- Cover to Robotech: Prelude to the Shadow Chronicles #2. Art by Omar Dogan.

Publication information
- Publisher: DC Comics/Wildstorm
- Schedule: Monthly
- Format: Limited series
- Publication date: October 2005 - January 2006
- No. of issues: 5
- Main character(s): Rick Hunter, Lisa Hunter, Vince Grant

Creative team
- Written by: Tommy Yune, the Waltrip brothers
- Penciller(s): Omar Dogan, the Waltrip brothers
- Inker(s): Omar Dogan, the Waltrip brothers

Collected editions
- Robotech: Prelude to the Shadow Chronicles: ISBN 978-1401228163

= Robotech: Prelude to the Shadow Chronicles =

Robotech: Prelude to the Shadow Chronicles is a five-part comic book mini-series written by Tommy Yune along with the Waltrip brothers, who were previously the art-and-writing team of the Robotech II: The Sentinels comic series. It was published under DC Comics' Wildstorm imprint. It bridges the gap between The Sentinels and the new movie Robotech: The Shadow Chronicles, and also features characters from the Robotech Masters Saga. The series is important, in that it provides an explanation and deepened background for many of the events seen on screen in the movie, and clears up many apparent contradictions within the original animation.

==Plot==

The story of Prelude to the Shadow Chronicles focuses on the betrayal of the Robotech Expeditionary Force by T. R. Edwards, as he defects to the side of the Invid Regent. The story begins with the REF's Plenipotentiary Council ordering the arrest of Edwards, and Admiral Rick Hunter leads a team down to Tirol to arrest Edwards for treason, only to find that Edwards has already cleared out his facility in Tiresia, kidnapped Lynn Minmei, and killed her cousin Lynn-Kyle. The REF forces are attacked by Invid Inorganics, and Edwards launches offplanet in a newly developed battlecruiser, the Icarus.

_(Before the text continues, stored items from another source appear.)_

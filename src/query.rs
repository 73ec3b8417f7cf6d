//! Read path.

use std::sync::Arc;

use serde::{Deserialize, Serialize};

use crate::codec::{Number, PartitionAdapter};
use crate::error::{Error, Result};
use crate::partition::PartitionRange;
use crate::pool::WorkerPool;
use crate::reduce::{Accumulator, Reducer};
use crate::service::PartitionService;
use crate::storage::AccessMode;

/// One output sample; `value` is `None` when nothing was stored.
#[derive(Debug, Clone, Copy, PartialEq, Serialize, Deserialize)]
pub struct Sample {
    pub timestamp: i64,
    pub value: Option<Number>,
}

/// Time range query over one series.
#[derive(Debug, Clone, PartialEq, Serialize, Deserialize)]
pub struct QueryRequest {
    /// Inclusive start, aligned down to the series interval.
    pub from: i64,
    /// Inclusive end.
    pub to: i64,
    /// Output cadence in milliseconds; defaults to the series interval.
    #[serde(default)]
    pub granularity: Option<i64>,
    #[serde(default = "default_reducer")]
    pub reducer: Reducer,
    /// Replace an absent bucket with the previous present one.
    #[serde(default)]
    pub carry_forward: bool,
    /// Leave absent buckets out of the result.
    #[serde(default)]
    pub skip_absent: bool,
}

fn default_reducer() -> Reducer {
    Reducer::Average
}

impl QueryRequest {
    pub fn new(from: i64, to: i64) -> Self {
        Self {
            from,
            to,
            granularity: None,
            reducer: default_reducer(),
            carry_forward: false,
            skip_absent: false,
        }
    }

    pub fn granularity(mut self, granularity: i64) -> Self {
        self.granularity = Some(granularity);
        self
    }

    pub fn reducer(mut self, reducer: Reducer) -> Self {
        self.reducer = reducer;
        self
    }

    pub fn carry_forward(mut self, on: bool) -> Self {
        self.carry_forward = on;
        self
    }

    pub fn skip_absent(mut self, on: bool) -> Self {
        self.skip_absent = on;
        self
    }
}

/// Bucket layout of one query after validation.
#[derive(Debug, Clone, Copy)]
struct Buckets {
    start: i64,
    to: i64,
    width: i64,
    count: usize,
}

impl Buckets {
    fn index(&self, timestamp_ms: i64) -> usize {
        ((timestamp_ms - self.start) / self.width) as usize
    }

    fn timestamp(&self, index: usize) -> i64 {
        self.start + index as i64 * self.width
    }
}

pub struct QueryService {
    partitions: Arc<PartitionService>,
    pool: Arc<WorkerPool>,
    max_samples: usize,
}

impl QueryService {
    pub fn new(partitions: Arc<PartitionService>, pool: Arc<WorkerPool>, max_samples: usize) -> Self {
        Self {
            partitions,
            pool,
            max_samples,
        }
    }

    /// Value stored for `series_id` at `timestamp_ms`.
    pub fn get(&self, series_id: &str, timestamp_ms: i64) -> Result<Option<Number>> {
        let range = self.partitions.range_at(series_id, timestamp_ms)?;
        let _guard = range.read();
        let buffer = match self
            .partitions
            .series()
            .store()
            .open_partition(range.key(), AccessMode::Read)
        {
            Ok(buffer) => buffer,
            Err(Error::PartitionNotFound(_)) => return Ok(None),
            Err(err) => return Err(err),
        };
        let offset = range
            .byte_offset(timestamp_ms)
            .ok_or(Error::InvalidTimestamp(timestamp_ms))?;
        if offset + range.codec().type_size() > buffer.len() {
            return Err(short_partition(&range, buffer.len()));
        }
        Ok(range.codec().get(buffer.as_slice(), offset))
    }

    /// Reduces the samples of `series_id` in `[from, to]` into buckets of `granularity`.
    pub fn query(&self, series_id: &str, request: &QueryRequest) -> Result<Vec<Sample>> {
        let buckets = self.buckets(series_id, request)?;
        let index = self.partitions.range_map(series_id)?;
        let spans = index.overlapping(buckets.start, buckets.to).to_vec();

        let partials = self.pool.run(spans, |span| {
            let range = self.partitions.range(&span.key)?;
            self.scan(&range, &buckets, request.reducer)
        });
        let mut accumulators: Vec<Accumulator> =
            (0..buckets.count).map(|_| request.reducer.accumulator()).collect();
        for partial in partials {
            for (bucket, acc) in partial? {
                accumulators[bucket].merge(acc);
            }
        }

        let mut samples = Vec::with_capacity(buckets.count);
        let mut previous = None;
        for (i, acc) in accumulators.into_iter().enumerate() {
            let mut value = acc.finish();
            if value.is_some() {
                previous = value;
            } else if request.carry_forward {
                value = previous;
            }
            if value.is_none() && request.skip_absent {
                continue;
            }
            samples.push(Sample {
                timestamp: buckets.timestamp(i),
                value,
            });
        }
        Ok(samples)
    }

    /// Runs `request` against each series, one pool task per series.
    pub fn query_many(
        &self,
        series_ids: &[String],
        request: &QueryRequest,
    ) -> Vec<(String, Result<Vec<Sample>>)> {
        let results = self
            .pool
            .run(series_ids.to_vec(), |id| self.query(&id, request));
        series_ids.iter().cloned().zip(results).collect()
    }

    fn buckets(&self, series_id: &str, request: &QueryRequest) -> Result<Buckets> {
        if request.from > request.to {
            return Err(Error::InvalidQuery(format!(
                "from {} is after to {}",
                request.from, request.to
            )));
        }
        let file = self.partitions.series().get(series_id)?;
        let interval = file.definition.interval;
        let width = request.granularity.unwrap_or(interval);
        if width <= 0 || width % interval != 0 {
            return Err(Error::InvalidQuery(format!(
                "granularity {width}ms is not a positive multiple of the {interval}ms interval"
            )));
        }
        let start = request.from.div_euclid(interval) * interval;
        let count = (request.to as i128 - start as i128) / width as i128 + 1;
        if count > self.max_samples as i128 {
            return Err(Error::QueryTooLarge {
                len: usize::try_from(count).unwrap_or(usize::MAX),
                limit: self.max_samples,
            });
        }
        Ok(Buckets {
            start,
            to: request.to,
            width,
            count: count as usize,
        })
    }

    /// Partial accumulators of the buckets touched by one partition.
    fn scan(
        &self,
        range: &PartitionRange,
        buckets: &Buckets,
        reducer: Reducer,
    ) -> Result<Vec<(usize, Accumulator)>> {
        let _guard = range.read();
        let buffer = match self
            .partitions
            .series()
            .store()
            .open_partition(range.key(), AccessMode::Read)
        {
            Ok(buffer) => buffer,
            Err(Error::PartitionNotFound(_)) => return Ok(Vec::new()),
            Err(err) => return Err(err),
        };
        if buffer.len() < range.byte_size() {
            return Err(short_partition(range, buffer.len()));
        }

        let codec = range.codec();
        let bytes = buffer.as_slice();
        let (Some(first), Some(last)) = (
            range.index(buckets.start.max(range.start())),
            range.index(buckets.to.min(range.end())),
        ) else {
            return Ok(Vec::new());
        };

        let mut partial: Vec<(usize, Accumulator)> = Vec::new();
        for slot in first..=last {
            let timestamp = range.timestamp_at(slot);
            let bucket = buckets.index(timestamp);
            if partial.last().map(|(b, _)| *b) != Some(bucket) {
                partial.push((bucket, reducer.accumulator()));
            }
            if let Some((_, acc)) = partial.last_mut() {
                acc.push(codec.get(bytes, slot * codec.type_size()));
            }
        }
        Ok(partial)
    }
}

fn short_partition(range: &PartitionRange, len: usize) -> Error {
    log::error!(
        "partition {} holds {len} bytes, expected {}",
        range.key(),
        range.byte_size()
    );
    Error::Storage(std::io::Error::new(
        std::io::ErrorKind::InvalidData,
        "partition size mismatch",
    ))
}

Rick alerts Admiral Lisa Hunter, in command of the SDF-3, of the development, and Lisa attempts to prevent Edwards from leaving, but the SDF-3 is unable to get a lock on his ship or his Ghost Squadron fighters, which are using newly developed Shadow technology that makes them invisible to the REF's sensors. As Edwards' ship moves to escape, the Invid Regent's Supercarrier unfolds nearby, confirming the REF suspicions that Edwards has allied with the Invid. The DF-3 prepares to attack but the Supercarrier is able to fire first - the blast shears off the front sections of the SDF-3 and causes extensive damage. The Supercarrier and the Icarus engage their fold drives and escape, with the REF unable to follow. Lisa is seriously injured in the attack, but is soon stabilized and taken downplanet to Tirol for recovery. A few days later, Dr. Jean Grant and her husband, Captain Vince Grant, meet with Rick to tell him that Lisa will survive. Rick, thankful for the news, states that he was looking forward to Lisa resigning her commission after she found out she was pregnant with their first child. It is then that Jean is forced to tell Rick that Lisa's injuries were so severe that she has miscarried, causing Rick to nearly collapse in shock and sadness. The tragedy takes its toll on Rick and Lisa - in the year it takes for the REF to rebuild, Rick's once-black hair turns grey, and Lisa is still in a wheelchair with braces on her legs.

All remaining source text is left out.